Module create.database in plugin tabular v0.5.1

Author(s)	Markus Binsteiner (markus@frkl.io)
Tags	tabular
Python class	`kiara_plugin.tabular.modules.db.CreateDatabaseModule`

Configuration
Source code

Module configuration options

Configuration class: kiara_plugin.tabular.modules.db.CreateDatabaseModuleConfig

Name	Description	Type	Required?	Default
source_type	The value type of the source value.	string	true	`null`
target_type	The value type of the target.	string	true	`null`
constants	Value constants for this module.	object	false	`null`
defaults	Value defaults for this module.	object	false	`null`
include_source_metadata	Whether to include a table with metadata about the source files.	anyOf: [{'type': 'boolean'}, {'type': 'null'}]	false	`null`
ignore_errors	Whether to ignore convert errors and omit the failed items.	boolean	false	`false`
include_source_file_content	When including source metadata, whether to also include the original raw (string) content.	boolean	false	`false`
merge_into_single_table	Whether to merge all csv files into a single table.	boolean	false	`false`

Module source code

class CreateDatabaseModule(CreateFromModule):

    _module_type_name = "create.database"
    _config_cls = CreateDatabaseModuleConfig

    def create__database__from__file(
        self, source_value: Value, optional: ValueMap
    ) -> Any:
        """Create a database from a file.

        Currently, only csv files are supported.
        """
        import csv as py_csv

        temp_f = tempfile.mkdtemp()
        db_path = os.path.join(temp_f, "db.sqlite")

        def cleanup():
            shutil.rmtree(db_path, ignore_errors=True)

        atexit.register(cleanup)

        file_item: KiaraFile = source_value.data
        if not file_item.file_name.endswith(".csv"):
            raise KiaraProcessingException(
                "Only csv files are supported (at the moment)."
            )

        table_name = file_item.file_name_without_extension

        table_name = table_name.replace("-", "_")
        table_name = table_name.replace(".", "_")

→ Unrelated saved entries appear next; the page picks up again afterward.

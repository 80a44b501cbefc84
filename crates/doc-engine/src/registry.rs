//! The document registry: explicit session state for cross-document features.
//!
//! Nothing here is global. A host creates one [`DocumentRegistry`] per
//! session (window, workspace) and passes it to whichever component needs to
//! see across documents; word completion scanning other open files is the
//! canonical consumer.

use crate::buffer::Direction;
use crate::document::Document;

/// Stable handle to a document within one registry.
#[derive(Debug, Clone, Copy, PartialEq, Eq, Hash)]
pub struct DocId(usize);

/// The set of open documents in one editing session.
#[derive(Default)]
pub struct DocumentRegistry {
    slots: Vec<Option<Document>>,
}

impl DocumentRegistry {
    /// An empty registry.
    pub fn new() -> Self {
        Self::default()
    }

    /// Add a document, returning its handle. Closed slots are reused.
    pub fn open(&mut self, document: Document) -> DocId {
        if let Some(free) = self.slots.iter().position(Option::is_none) {
            self.slots[free] = Some(document);
            DocId(free)
        } else {
            self.slots.push(Some(document));
            DocId(self.slots.len() - 1)
        }
    }

    /// Remove and return a document. Returns `None` for a stale handle.
    pub fn close(&mut self, id: DocId) -> Option<Document> {
        self.slots.get_mut(id.0)?.take()
    }

    /// Number of open documents.
    pub fn len(&self) -> usize {
        self.slots.iter().filter(|s| s.is_some()).count()
    }

    /// Returns `true` when no documents are open.
    pub fn is_empty(&self) -> bool {
        self.len() == 0
    }

    /// Look up a document.
    pub fn get(&self, id: DocId) -> Option<&Document> {
        self.slots.get(id.0)?.as_ref()
    }

    /// Look up a document for mutation.
    pub fn get_mut(&mut self, id: DocId) -> Option<&mut Document> {
        self.slots.get_mut(id.0)?.as_mut()
    }

    /// Iterate over open documents.
    pub fn iter(&self) -> impl Iterator<Item = (DocId, &Document)> {
        self.slots
            .iter()
            .enumerate()
            .filter_map(|(i, slot)| slot.as_ref().map(|d| (DocId(i), d)))
    }

    /// Cycle word completion in document `id`, drawing candidates from every
    /// other open document as well as the target's own buffer and keywords.
    pub fn complete_word(&mut self, id: DocId, direction: Direction) -> bool {
        let Some(prefix) = self.get(id).and_then(Document::completion_prefix) else {
            return false;
        };

        let mut external: Vec<String> = Vec::new();
        for (other_id, other) in self.iter() {
            if other_id == id {
                continue;
            }
            for word in other
                .buffer()
                .words_beginning_with(0, Direction::Forward, &prefix)
            {
                if !external.contains(&word) {
                    external.push(word);
                }
            }
        }

        match self.get_mut(id) {
            Some(doc) => doc.complete_word(direction, &external),
            None => false,
        }
    }

    /// Idle tick: give each document a chance to re-parse. Returns `true`
    /// when any document did work.
    pub fn on_idle(&mut self) -> bool {
        let mut worked = false;
        for slot in self.slots.iter_mut().flatten() {
            worked |= slot.on_idle();
        }
        worked
    }
}

#[cfg(test)]
mod tests {
    use super::*;
    use crate::selection::Selection;

    #[test]
    fn open_close_reuses_slots() {
        let mut registry = DocumentRegistry::new();
        let a = registry.open(Document::new("a"));
        let b = registry.open(Document::new("b"));
        assert_eq!(registry.len(), 2);

        let closed = registry.close(a).expect("open doc");
        assert_eq!(closed.text(), "a");
        assert!(registry.close(a).is_none());

        let c = registry.open(Document::new("c"));
        assert_eq!(c, a);
        assert_ne!(c, b);
        assert_eq!(registry.get(c).unwrap().text(), "c");
    }

    #[test]
    fn completion_sees_other_documents() {
        let mut registry = DocumentRegistry::new();
        let target = registry.open(Document::new("fra"));
        registry.open(Document::new("fragment framework"));

        let doc = registry.get_mut(target).unwrap();
        doc.set_selection(Selection::caret(3));

        assert!(registry.complete_word(target, Direction::Forward));
        let text = registry.get(target).unwrap().text();
        assert!(text == "fragment" || text == "framework", "got {text}");
    }

    #[test]
    fn idle_visits_every_document() {
        let mut registry = DocumentRegistry::new();
        registry.open(Document::new("one"));
        registry.open(Document::new("two"));
        assert!(registry.on_idle());
        assert!(!registry.on_idle());
    }
}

        has_header = optional.get_value_data("first_row_is_header")
        if has_header is None:
            try:
                has_header = True
                with open(source_value.data.path, "rt") as csvfile:
                    sniffer = py_csv.Sniffer()
                    has_header = sniffer.has_header(csvfile.read(2048))
                    csvfile.seek(0)
            except Exception as e:
                # TODO: add this to the procss log
                log_message(
                    "csv_sniffer.error",
                    file=source_value.data.path,
                    error=str(e),
                    details="assuming csv file has header",
                )

        try:
            create_sqlite_table_from_tabular_file(
                target_db_file=db_path,
                file_item=file_item,
                table_name=table_name,
                no_headers=not has_header,
            )
        except Exception as e:
            if self.get_config_value("ignore_errors") is True or True:
                log_message("ignore.import_file", file=file_item.path, reason=str(e))
            else:
                raise KiaraProcessingException(e)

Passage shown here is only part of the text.